Appena sbarcati basta qualche minuto per capire che alle Solovki, quel luogo dove l’asfalto non è mai esistito, la vita è stata, e lo è tutt’oggi, dura, difficile, complicata. In un arcipelago formato da cento isole, solo sei sono abitate. La presenza massima, mille persone, viene raggiunta in estate con il ciclico arrivo dei pellegrini-viaggiatori. Nei restanti periodi dell’anno, custodi delle isole sono i monaci e qualche anziano nostalgico.
Sull’isola grande sorge da più di 1500 anni l’imponente monastero. Ritornato ad essere il centro della vita spirituale dei russi e oggi uno dei cremlini, delle fortezze più settentrionali della Russia, che la rivoluzione del 1917 aveva trasformato nel quartier generale del primo gulag dell’Urss.
Quando da Mosca arrivò il decreto firmato da Lenin di riconvertire il monastero in uno ‘Slon’, acronimo di ‘Solovki Lager Osobogo Naznachen, “campo per scopi speciali”, le Solovki divennero il simbolo dei campi di sterminio, di orrore, di morte.
I primi ad essere deportati, accusati di aver contravvenuto all’articolo 58 che puniva le «attività controrivoluzionarie», furono i prigionieri politici, centinaia di anarchici, socialisti e menscevichi.

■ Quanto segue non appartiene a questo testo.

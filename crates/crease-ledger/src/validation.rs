use crease_types::InningsId;
use tracing::warn;

use crate::error::LedgerError;
use crate::innings::Innings;
use crate::records::DeliveryKind;
use crate::replay::ReplayEngine;

/// Result of validating an innings log.
#[derive(Clone, Debug, PartialEq, Eq)]
pub struct ValidationReport {
    pub innings: InningsId,
    pub event_count: u64,
    /// BLAKE3 digest of the log, for comparing copies.
    pub digest: [u8; 32],
    pub sequence_contiguous: bool,
    pub events_consistent: bool,
    pub replay_converges: bool,
    pub violations: Vec<Violation>,
}

impl ValidationReport {
    /// Returns `true` if all checks passed.
    pub fn is_valid(&self) -> bool {
        self.violations.is_empty()
    }

    pub fn digest_hex(&self) -> String {
        hex::encode(self.digest)
    }
}

/// A specific integrity violation detected during validation.
#[derive(Clone, Debug, PartialEq, Eq)]
pub struct Violation {
    pub seq: u64,
    pub kind: ViolationKind,
    pub description: String,
}

#[derive(Clone, Debug, PartialEq, Eq)]
pub enum ViolationKind {
    SequenceGap,
    /// Cached `legal`/`runs`/`batter` fields disagree with the delivery kind.
    InconsistentEvent,
    DismissedNotAtCrease,
    WicketCapExceeded,
    DeliveryAfterCompletion,
    CreaseMismatch,
    ReplayDivergence,
}

/// Innings log integrity validator.
pub struct StreamValidator;

impl StreamValidator {
    /// Check an innings' log against the ledger invariants and against a
    /// replay of itself.
    pub fn validate(innings: &Innings) -> Result<ValidationReport, LedgerError> {
        let events = innings.events();
        let config = innings.config();
        let mut violations = Vec::new();
        let mut sequence_contiguous = true;
        let mut events_consistent = true;
        let mut legal = 0u32;
        let mut wickets = 0u32;

        for (index, event) in events.iter().enumerate() {
            let expected_seq = (index + 1) as u64;
            if event.seq != expected_seq {
                sequence_contiguous = false;
                violations.push(Violation {
                    seq: event.seq,
                    kind: ViolationKind::SequenceGap,
                    description: format!("expected seq {expected_seq}, got {}", event.seq),
                });
            }

            let closed =
                wickets >= config.max_wickets || legal >= config.legal_ball_limit();
            if closed {
                violations.push(Violation {
                    seq: event.seq,
                    kind: ViolationKind::DeliveryAfterCompletion,
                    description: "delivery recorded after the innings was complete".into(),
                });
            }

            let batter_ok = match &event.kind {
                DeliveryKind::Run { .. } => event.batter.is_some(),
                DeliveryKind::Extra { .. } => event.batter.is_none(),
                DeliveryKind::Wicket(detail) => event.batter.as_ref() == Some(&detail.dismissed),
            };
            if event.legal != event.kind.is_legal() || event.runs != event.kind.runs() || !batter_ok
            {
                events_consistent = false;
                violations.push(Violation {
                    seq: event.seq,
                    kind: ViolationKind::InconsistentEvent,
                    description: format!("cached fields disagree with {} delivery", event.kind.label()),
                });
            }

            if let Some(detail) = event.wicket() {
                wickets += 1;
                if wickets > config.max_wickets {
                    violations.push(Violation {
                        seq: event.seq,
                        kind: ViolationKind::WicketCapExceeded,
                        description: format!("wicket {wickets} exceeds cap {}", config.max_wickets),
                    });
                }
                if !event.crease.contains(&detail.dismissed) {
                    violations.push(Violation {
                        seq: event.seq,
                        kind: ViolationKind::DismissedNotAtCrease,
                        description: format!("{} was not at the crease", detail.dismissed),
                    });
                }
            }
            if event.legal {
                legal += 1;
            }
        }

        let replay_converges = match ReplayEngine::replay(innings) {
            Ok(result) => {
                for seq in &result.crease_mismatches {
                    violations.push(Violation {
                        seq: *seq,
                        kind: ViolationKind::CreaseMismatch,
                        description: "recorded crease differs from replay".into(),
                    });
                }
                let converges = result.aggregates == innings.aggregates();
                if !converges {
                    violations.push(Violation {
                        seq: events.len() as u64,
                        kind: ViolationKind::ReplayDivergence,
                        description: "live totals differ from replayed totals".into(),
                    });
                }
                converges && result.crease_mismatches.is_empty()
            }
            Err(err) => {
                violations.push(Violation {
                    seq: events.len() as u64,
                    kind: ViolationKind::ReplayDivergence,
                    description: format!("log does not replay: {err}"),
                });
                false
            }
        };

        if !violations.is_empty() {
            warn!(
                innings = %innings.id().short_id(),
                violations = violations.len(),
                "innings log failed validation"
            );
        }

        Ok(ValidationReport {
            innings: innings.id(),
            event_count: events.len() as u64,
            digest: innings.log_digest()?,
            sequence_contiguous,
            events_consistent,
            replay_converges,
            violations,
        })
    }
}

Successivamente toccò al clero ortodosso, al quale si aggiunsero ben presto prigionieri comuni, operai, intellettuali filoccidentali, contadini ed aristocratici.
I numeri della crudeltà non sono certi ma quelli più vicini alla realtà parlano di quasi un milione di transiti in sedici anni. Addirittura 250mila i decessi. La storia racconta che i detenuti delle «isole del terrore» venivano schiavizzati per la costruzione del Belomorsko-Baltiski Kanal.
Oggi alle Solovki, culla delle antiche tradizioni russe, esistono solo alcune baracche, qualche tratto di filo spinato arrugginito ma nessuna traccia del gulag. Come raccontano i pochi sopravvissuti ancora in vita, alle Solovki non si contano gli anni bensì gli inverni. Sull’isola grande sorgono alcune strutture ricettive per i pellegrini, una scuola, un ospedale (quindici posti letto), uno studio dentistico e una farmacia.
Noleggiando una bicicletta, unico mezzo disponibile, si possono fare escursioni indimenticabili nella natura incontaminata esplorando percorsi sterrati che hanno segnato la storia della Solovki. Da un eremo all’altro, da un colle all’altro, tra canali e laghetti. Destinazione obbligata è il monte Sekirnaya. Luoghi mistici e remoti, l’eremo Savvatievskiy, tranquillo orto dei monaci, e l’isola di Anzer dove ancor oggi vige uno statuto di preghiere molto rigido.
A Mosca dal 1990, sulla famosa piazza della Lubianka (fino al 1991 piazza Dzerzhinskij) a pochi passi dell’imponente palazzo sede del KGB e dal rinnovato ‘Detsky Mir’ (il ‘mondo dei bambini’), c’è ‘La pietra Soloveckij’, una roccia presa dalle Isole Soloveckie, parte del sistema sovietico dei Gulag in onore delle sue vittime.